Legend Of Zelda Fan Fiction ❯ Who By Fire ❯ Prison ( Chapter 1 )
"Stone walls do not a prison make, nor iron bars a cage." – Unknown
They sit upon one of the many islands surrounding Skyloft, in the middle of a breezy, warm afternoon. Zelda watches her Loftwing sway and dart across the sky, followed soon after by a streak of brilliant red, Link's bird trailing behind.
A crown of flowers rests atop her head, their color bringing warmth to her skin. Her golden hair has been let free, falling softly and brilliantly down her back. She watches the birds glide across the sky, smiling.
Link is too busy admiring her to observe the birds, nor pay heed to whatever she points to.

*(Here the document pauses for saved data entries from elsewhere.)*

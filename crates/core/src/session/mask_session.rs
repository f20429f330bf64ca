use std::sync::Arc;

use crate::camera::camera_session::CameraSession;
use crate::camera::domain::camera_device::CameraDevice;
use crate::detection::domain::detection_client::DetectionClient;
use crate::detection::infrastructure::http_detection_client::HttpDetectionClient;
use crate::scheduling::detection_scheduler::DetectionScheduler;
use crate::scheduling::poll_handle::PollSlot;
use crate::session::session_state::{SessionEvent, SessionState};
use crate::session::session_store::SessionStore;
use crate::shared::config::{ConfigError, SessionConfig};

/// One mask-detection session: a camera, a backend and the state they share.
///
/// Everything is wired to a single [`SessionStore`] so the host can render
/// from [`MaskSession::state`] alone.
pub struct MaskSession {
    store: Arc<SessionStore>,
    camera: Arc<CameraSession>,
    scheduler: DetectionScheduler,
    client: Arc<dyn DetectionClient>,
}

impl MaskSession {
    pub fn new(
        config: &SessionConfig,
        device: Box<dyn CameraDevice>,
        client: Arc<dyn DetectionClient>,
    ) -> Self {
        let store = Arc::new(SessionStore::new());
        let poll_slot = Arc::new(PollSlot::new(store.clone()));
        let camera = Arc::new(CameraSession::new(
            device,
            store.clone(),
            poll_slot.clone(),
            config,
        ));
        let scheduler = DetectionScheduler::new(
            store.clone(),
            camera.clone(),
            client.clone(),
            poll_slot,
            config,
        );
        Self {
            store,
            camera,
            scheduler,
            client,
        }
    }

    /// Validates `config` and talks to the backend at `config.api_url` over
    /// HTTP.
    pub fn connect(
        config: &SessionConfig,
        device: Box<dyn CameraDevice>,
    ) -> Result<Self, SessionSetupError> {
        config.validate()?;
        let client = HttpDetectionClient::from_config(config)?;
        log::info!("Using detection backend at {}", client.base_url());
        Ok(Self::new(config, device, Arc::new(client)))
    }

    pub fn camera(&self) -> &CameraSession {
        &self.camera
    }

    pub fn scheduler(&self) -> &DetectionScheduler {
        &self.scheduler
    }

    pub fn state(&self) -> SessionState {
        self.store.snapshot()
    }

    /// Probes the backend and records whether it answered. An unreachable
    /// backend is not an error: capture keeps working, detections will fail.
    pub fn check_backend(&self) -> bool {
        let reachable = match self.client.health() {
            Ok(()) => true,
            Err(e) => {
                log::warn!("Detection backend unavailable: {e}");
                false
            }
        };
        self.store
            .dispatch(SessionEvent::BackendChecked { reachable });
        reachable
    }
}

impl Drop for MaskSession {
    fn drop(&mut self) {
        self.camera.stop();
    }
}

#[derive(thiserror::Error, Debug)]
pub enum SessionSetupError {
    #[error(transparent)]
    Config(#[from] ConfigError),
    #[error("failed to build HTTP client: {0}")]
    Http(#[from] reqwest::Error),
}

#[cfg(test)]
mod tests {
    use super::*;
    use crate::camera::infrastructure::still_image_camera::StillImageCamera;
    use crate::detection::domain::detection_client::DetectError;
    use crate::detection::domain::detection_result::DetectionResult;
    use crate::shared::frame::Frame;
    use crate::shared::raw_frame::RawFrame;

    struct HealthOnly {
        healthy: bool,
    }

    impl DetectionClient for HealthOnly {
        fn detect(&self, _frame: &RawFrame) -> Result<DetectionResult, DetectError> {
            Err(DetectError::Network("not wired".into()))
        }

        fn health(&self) -> Result<(), DetectError> {
            if self.healthy {
                Ok(())
            } else {
                Err(DetectError::Network("Connection refused".into()))
            }
        }
    }

    fn session(healthy: bool) -> MaskSession {
        MaskSession::new(
            &SessionConfig::default(),
            Box::new(StillImageCamera::new(Frame::solid(32, 32, [0, 0, 0], 0))),
            Arc::new(HealthOnly { healthy }),
        )
    }

    #[test]
    fn test_initial_state_is_idle() {
        let state = session(true).state();
        assert_eq!(state, SessionState::default());
        assert_eq!(state.backend_reachable, None);
    }

    #[test]
    fn test_check_backend_records_reachability() {
        let up = session(true);
        assert!(up.check_backend());
        assert_eq!(up.state().backend_reachable, Some(true));

        let down = session(false);
        assert!(!down.check_backend());
        assert_eq!(down.state().backend_reachable, Some(false));
        assert_eq!(down.state().last_error, None);
    }

    #[test]
    fn test_camera_and_scheduler_share_state() {
        let session = session(true);
        session.camera().start().unwrap();
        assert!(session.state().streaming);

        session.scheduler().start_polling().unwrap();
        assert!(session.state().polling);

        session.camera().stop();
        session.scheduler().join_polling();
        let state = session.state();
        assert!(!state.streaming);
        assert!(!state.polling);
    }

    #[test]
    fn test_connect_rejects_invalid_url() {
        let config = SessionConfig {
            api_url: "not a url".into(),
            ..SessionConfig::default()
        };
        let result = MaskSession::connect(
            &config,
            Box::new(StillImageCamera::new(Frame::solid(8, 8, [0, 0, 0], 0))),
        );
        assert!(matches!(result, Err(SessionSetupError::Config(_))));
    }
}
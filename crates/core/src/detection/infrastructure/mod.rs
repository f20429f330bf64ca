pub mod http_detection_client;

"Don't you think that one looks like a Rimlet, Link? See the ears, the fluffy tail?"
Link draws his eyes away long enough to observe it. He nods.
Zelda hits his arm, frowning. "You didn't even look at it! It was so cute, too."
The boy grins, as if being reprimanded by a withered old lady. Zelda turns away to gaze at the clouds once more, unsatisfied. Link stares at the color of her golden hair in the sunlight.
Their Loftwings call in the distance. The wind sings in his ears.
"Link?"
He looks to her, his longtime friend and confidant, sitting so near he can see every fleck of color in her rainwater eyes. They gaze at him in a solemn, serious way he's unused to.
"Zelda?" He says, quietly.
Her lips part to speak, forming words he cannot hear. The wind sweeps them away.
Link wakes up. He looks for Zelda, wanting to ask what she had said, but he's greeted by a silent night sky. He lies beneath a tree in the Deep Woods, a pile of long-cold ashes nearby. The foreign air burns his lungs with each breath.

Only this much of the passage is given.